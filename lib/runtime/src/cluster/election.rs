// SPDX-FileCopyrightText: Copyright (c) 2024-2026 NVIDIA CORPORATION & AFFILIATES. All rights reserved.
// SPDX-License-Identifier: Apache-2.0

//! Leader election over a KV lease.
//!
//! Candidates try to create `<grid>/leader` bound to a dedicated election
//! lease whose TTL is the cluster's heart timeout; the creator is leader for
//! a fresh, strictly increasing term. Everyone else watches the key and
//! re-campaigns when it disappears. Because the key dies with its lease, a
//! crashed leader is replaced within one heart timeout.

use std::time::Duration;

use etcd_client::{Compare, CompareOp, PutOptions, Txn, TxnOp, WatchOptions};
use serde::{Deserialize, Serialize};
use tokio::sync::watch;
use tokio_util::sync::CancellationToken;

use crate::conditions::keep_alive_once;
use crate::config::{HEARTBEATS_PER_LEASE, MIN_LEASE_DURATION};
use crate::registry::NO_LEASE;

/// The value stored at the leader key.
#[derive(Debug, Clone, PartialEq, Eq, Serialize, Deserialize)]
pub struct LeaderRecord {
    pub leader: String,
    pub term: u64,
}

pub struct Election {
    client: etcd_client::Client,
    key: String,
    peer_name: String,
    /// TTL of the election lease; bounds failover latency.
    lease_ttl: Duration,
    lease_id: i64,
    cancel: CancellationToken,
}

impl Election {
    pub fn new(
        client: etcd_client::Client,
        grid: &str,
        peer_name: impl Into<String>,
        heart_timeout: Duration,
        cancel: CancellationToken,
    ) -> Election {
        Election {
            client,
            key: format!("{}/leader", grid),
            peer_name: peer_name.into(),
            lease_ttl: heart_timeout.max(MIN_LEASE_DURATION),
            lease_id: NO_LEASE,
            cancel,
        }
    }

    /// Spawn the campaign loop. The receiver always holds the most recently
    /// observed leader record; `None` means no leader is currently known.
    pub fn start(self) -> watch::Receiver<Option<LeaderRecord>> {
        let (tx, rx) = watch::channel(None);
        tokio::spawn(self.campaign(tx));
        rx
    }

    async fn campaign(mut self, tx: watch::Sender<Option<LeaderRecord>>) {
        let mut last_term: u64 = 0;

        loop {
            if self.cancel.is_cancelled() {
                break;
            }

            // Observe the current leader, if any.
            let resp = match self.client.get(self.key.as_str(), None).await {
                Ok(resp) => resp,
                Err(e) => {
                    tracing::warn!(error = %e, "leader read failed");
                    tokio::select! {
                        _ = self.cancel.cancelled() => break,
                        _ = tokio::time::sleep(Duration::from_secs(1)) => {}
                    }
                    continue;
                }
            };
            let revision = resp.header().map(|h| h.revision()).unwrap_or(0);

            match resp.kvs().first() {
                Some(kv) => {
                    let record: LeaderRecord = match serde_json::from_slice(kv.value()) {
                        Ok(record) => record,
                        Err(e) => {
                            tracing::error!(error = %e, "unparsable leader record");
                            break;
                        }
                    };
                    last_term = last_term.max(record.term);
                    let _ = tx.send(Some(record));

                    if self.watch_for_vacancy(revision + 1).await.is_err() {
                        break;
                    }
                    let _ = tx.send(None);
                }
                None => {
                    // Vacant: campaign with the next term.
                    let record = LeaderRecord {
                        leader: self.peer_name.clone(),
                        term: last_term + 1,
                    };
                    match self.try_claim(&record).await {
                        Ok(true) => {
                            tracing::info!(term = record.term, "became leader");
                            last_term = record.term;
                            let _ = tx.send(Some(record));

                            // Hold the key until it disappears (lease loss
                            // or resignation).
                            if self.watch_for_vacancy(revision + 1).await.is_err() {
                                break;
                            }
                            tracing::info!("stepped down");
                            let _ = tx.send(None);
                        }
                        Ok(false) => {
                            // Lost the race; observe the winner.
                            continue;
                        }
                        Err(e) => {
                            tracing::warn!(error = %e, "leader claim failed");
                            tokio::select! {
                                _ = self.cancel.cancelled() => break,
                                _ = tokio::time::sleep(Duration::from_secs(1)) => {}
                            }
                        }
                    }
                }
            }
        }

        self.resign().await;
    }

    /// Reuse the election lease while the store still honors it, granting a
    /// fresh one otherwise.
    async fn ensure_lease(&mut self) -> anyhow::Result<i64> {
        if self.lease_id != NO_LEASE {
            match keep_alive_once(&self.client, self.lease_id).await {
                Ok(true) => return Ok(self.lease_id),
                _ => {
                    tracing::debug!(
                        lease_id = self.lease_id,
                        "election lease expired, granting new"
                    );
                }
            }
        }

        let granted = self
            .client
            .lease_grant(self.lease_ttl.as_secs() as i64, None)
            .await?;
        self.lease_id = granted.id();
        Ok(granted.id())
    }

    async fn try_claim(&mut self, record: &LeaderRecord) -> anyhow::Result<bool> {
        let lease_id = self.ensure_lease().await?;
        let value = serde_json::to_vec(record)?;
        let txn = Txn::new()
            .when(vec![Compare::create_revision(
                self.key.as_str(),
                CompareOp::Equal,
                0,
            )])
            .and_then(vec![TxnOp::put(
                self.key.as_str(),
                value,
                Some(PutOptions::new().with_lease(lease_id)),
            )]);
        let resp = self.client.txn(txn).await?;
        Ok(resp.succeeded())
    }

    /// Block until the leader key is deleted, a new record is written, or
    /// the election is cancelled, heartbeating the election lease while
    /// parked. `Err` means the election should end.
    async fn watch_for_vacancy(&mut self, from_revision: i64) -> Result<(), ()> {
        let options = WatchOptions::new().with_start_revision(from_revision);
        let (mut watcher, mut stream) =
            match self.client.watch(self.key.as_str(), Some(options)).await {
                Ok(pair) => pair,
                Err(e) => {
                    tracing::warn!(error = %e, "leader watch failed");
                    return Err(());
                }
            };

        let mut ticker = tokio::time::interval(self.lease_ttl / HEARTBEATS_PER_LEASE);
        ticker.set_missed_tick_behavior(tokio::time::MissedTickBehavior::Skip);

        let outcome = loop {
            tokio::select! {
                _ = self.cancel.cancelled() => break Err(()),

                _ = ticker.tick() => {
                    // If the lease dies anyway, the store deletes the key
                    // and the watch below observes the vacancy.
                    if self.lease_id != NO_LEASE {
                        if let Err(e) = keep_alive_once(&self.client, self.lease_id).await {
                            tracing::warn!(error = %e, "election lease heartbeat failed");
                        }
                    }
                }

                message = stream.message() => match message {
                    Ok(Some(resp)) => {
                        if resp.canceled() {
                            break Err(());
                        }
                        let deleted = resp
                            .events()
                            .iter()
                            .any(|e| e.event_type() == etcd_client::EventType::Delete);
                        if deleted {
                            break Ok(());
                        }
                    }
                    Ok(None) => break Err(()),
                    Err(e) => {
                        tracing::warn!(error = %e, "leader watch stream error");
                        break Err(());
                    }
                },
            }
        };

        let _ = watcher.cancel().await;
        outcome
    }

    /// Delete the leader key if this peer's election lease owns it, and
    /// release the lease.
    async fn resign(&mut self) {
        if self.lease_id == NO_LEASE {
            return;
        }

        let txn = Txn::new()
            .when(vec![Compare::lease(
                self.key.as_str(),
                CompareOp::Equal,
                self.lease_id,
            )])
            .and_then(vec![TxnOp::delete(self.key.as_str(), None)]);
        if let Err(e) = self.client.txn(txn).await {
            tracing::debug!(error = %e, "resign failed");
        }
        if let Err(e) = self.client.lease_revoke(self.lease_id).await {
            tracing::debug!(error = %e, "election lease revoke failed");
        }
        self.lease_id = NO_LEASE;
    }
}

********************

# Task to carry out:
For each record above, give it again without a single change.

# Solution for this problem:
filename lib/runtime/src/cluster/election.rs
// SPDX-FileCopyrightText: Copyright (c) 2024-2026 NVIDIA CORPORATION & AFFILIATES. All rights reserved.
// SPDX-License-Identifier: Apache-2.0

//! Leader election over a KV lease.
//!
//! Candidates try to create `<grid>/leader` bound to a dedicated election
//! lease whose TTL is the cluster's heart timeout; the creator is leader for
//! a fresh, strictly increasing term. Everyone else watches the key and
//! re-campaigns when it disappears. Because the key dies with its lease, a
//! crashed leader is replaced within one heart timeout.

use std::time::Duration;

use etcd_client::{Compare, CompareOp, PutOptions, Txn, TxnOp, WatchOptions};
use serde::{Deserialize, Serialize};
use tokio::sync::watch;
use tokio_util::sync::CancellationToken;

use crate::conditions::keep_alive_once;
use crate::config::{HEARTBEATS_PER_LEASE, MIN_LEASE_DURATION};
use crate::registry::NO_LEASE;

/// The value stored at the leader key.
#[derive(Debug, Clone, PartialEq, Eq, Serialize, Deserialize)]
pub struct LeaderRecord {
    pub leader: String,
    pub term: u64,
}

pub struct Election {
    client: etcd_client::Client,
    key: String,
    peer_name: String,
    /// TTL of the election lease; bounds failover latency.
    lease_ttl: Duration,
    lease_id: i64,
    cancel: CancellationToken,
}

impl Election {
    pub fn new(
        client: etcd_client::Client,
        grid: &str,
        peer_name: impl Into<String>,
        heart_timeout: Duration,
        cancel: CancellationToken,
    ) -> Election {
        Election {
            client,
            key: format!("{}/leader", grid),
            peer_name: peer_name.into(),
            lease_ttl: heart_timeout.max(MIN_LEASE_DURATION),
            lease_id: NO_LEASE,
            cancel,
        }
    }

    /// Spawn the campaign loop. The receiver always holds the most recently
    /// observed leader record; `None` means no leader is currently known.
    pub fn start(self) -> watch::Receiver<Option<LeaderRecord>> {
        let (tx, rx) = watch::channel(None);
        tokio::spawn(self.campaign(tx));
        rx
    }

    async fn campaign(mut self, tx: watch::Sender<Option<LeaderRecord>>) {
        let mut last_term: u64 = 0;

        loop {
            if self.cancel.is_cancelled() {
                break;
            }

            // Observe the current leader, if any.
            let resp = match self.client.get(self.key.as_str(), None).await {
                Ok(resp) => resp,
                Err(e) => {
                    tracing::warn!(error = %e, "leader read failed");
                    tokio::select! {
                        _ = self.cancel.cancelled() => break,
                        _ = tokio::time::sleep(Duration::from_secs(1)) => {}
                    }
                    continue;
                }
            };
            let revision = resp.header().map(|h| h.revision()).unwrap_or(0);

            match resp.kvs().first() {
                Some(kv) => {
                    let record: LeaderRecord = match serde_json::from_slice(kv.value()) {
                        Ok(record) => record,
                        Err(e) => {
                            tracing::error!(error = %e, "unparsable leader record");
                            break;
                        }
                    };
                    last_term = last_term.max(record.term);
                    let _ = tx.send(Some(record));

                    if self.watch_for_vacancy(revision + 1).await.is_err() {
                        break;
                    }
                    let _ = tx.send(None);
                }
                None => {
                    // Vacant: campaign with the next term.
                    let record = LeaderRecord {
                        leader: self.peer_name.clone(),
                        term: last_term + 1,
                    };
                    match self.try_claim(&record).await {
                        Ok(true) => {
                            tracing::info!(term = record.term, "became leader");
                            last_term = record.term;
                            let _ = tx.send(Some(record));

                            // Hold the key until it disappears (lease loss
                            // or resignation).
                            if self.watch_for_vacancy(revision + 1).await.is_err() {
                                break;
                            }
                            tracing::info!("stepped down");
                            let _ = tx.send(None);
                        }
                        Ok(false) => {
                            // Lost the race; observe the winner.
                            continue;
                        }
                        Err(e) => {
                            tracing::warn!(error = %e, "leader claim failed");
                            tokio::select! {
                                _ = self.cancel.cancelled() => break,
                                _ = tokio::time::sleep(Duration::from_secs(1)) => {}
                            }
                        }
                    }
                }
            }
        }

        self.resign().await;
    }

    /// Reuse the election lease while the store still honors it, granting a
    /// fresh one otherwise.
    async fn ensure_lease(&mut self) -> anyhow::Result<i64> {
        if self.lease_id != NO_LEASE {
            match keep_alive_once(&self.client, self.lease_id).await {
                Ok(true) => return Ok(self.lease_id),
                _ => {
                    tracing::debug!(
                        lease_id = self.lease_id,
                        "election lease expired, granting new"
                    );
                }
            }
        }

        let granted = self
            .client
            .lease_grant(self.lease_ttl.as_secs() as i64, None)
            .await?;
        self.lease_id = granted.id();
        Ok(granted.id())
    }

    async fn try_claim(&mut self, record: &LeaderRecord) -> anyhow::Result<bool> {
        let lease_id = self.ensure_lease().await?;
        let value = serde_json::to_vec(record)?;
        let txn = Txn::new()
            .when(vec![Compare::create_revision(
                self.key.as_str(),
                CompareOp::Equal,
                0,
            )])
            .and_then(vec![TxnOp::put(
                self.key.as_str(),
                value,
                Some(PutOptions::new().with_lease(lease_id)),
            )]);
        let resp = self.client.txn(txn).await?;
        Ok(resp.succeeded())
    }

    /// Block until the leader key is deleted, a new record is written, or
    /// the election is cancelled, heartbeating the election lease while
    /// parked. `Err` means the election should end.
    async fn watch_for_vacancy(&mut self, from_revision: i64) -> Result<(), ()> {
        let options = WatchOptions::new().with_start_revision(from_revision);
        let (mut watcher, mut stream) =
            match self.client.watch(self.key.as_str(), Some(options)).await {
                Ok(pair) => pair,
                Err(e) => {
                    tracing::warn!(error = %e, "leader watch failed");
                    return Err(());
                }
            };

        let mut ticker = tokio::time::interval(self.lease_ttl / HEARTBEATS_PER_LEASE);
        ticker.set_missed_tick_behavior(tokio::time::MissedTickBehavior::Skip);

        let outcome = loop {
            tokio::select! {
                _ = self.cancel.cancelled() => break Err(()),

                _ = ticker.tick() => {
                    // If the lease dies anyway, the store deletes the key
                    // and the watch below observes the vacancy.
                    if self.lease_id != NO_LEASE {
                        if let Err(e) = keep_alive_once(&self.client, self.lease_id).await {
                            tracing::warn!(error = %e, "election lease heartbeat failed");
                        }
                    }
                }

                message = stream.message() => match message {
                    Ok(Some(resp)) => {
                        if resp.canceled() {
                            break Err(());
                        }
                        let deleted = resp
                            .events()
                            .iter()
                            .any(|e| e.event_type() == etcd_client::EventType::Delete);
                        if deleted {
                            break Ok(());
                        }
                    }
                    Ok(None) => break Err(()),
                    Err(e) => {
                        tracing::warn!(error = %e, "leader watch stream error");
                        break Err(());
                    }
                },
            }
        };

        let _ = watcher.cancel().await;
        outcome
    }

    /// Delete the leader key if this peer's election lease owns it, and
    /// release the lease.
    async fn resign(&mut self) {
        if self.lease_id == NO_LEASE {
            return;
        }

        let txn = Txn::new()
            .when(vec![Compare::lease(
                self.key.as_str(),
                CompareOp::Equal,
                self.lease_id,
            )])
            .and_then(vec![TxnOp::delete(self.key.as_str(), None)]);
        if let Err(e) = self.client.txn(txn).await {
            tracing::debug!(error = %e, "resign failed");
        }
        if let Err(e) = self.client.lease_revoke(self.lease_id).await {
            tracing::debug!(error = %e, "election lease revoke failed");
        }
        self.lease_id = NO_LEASE;
    }
}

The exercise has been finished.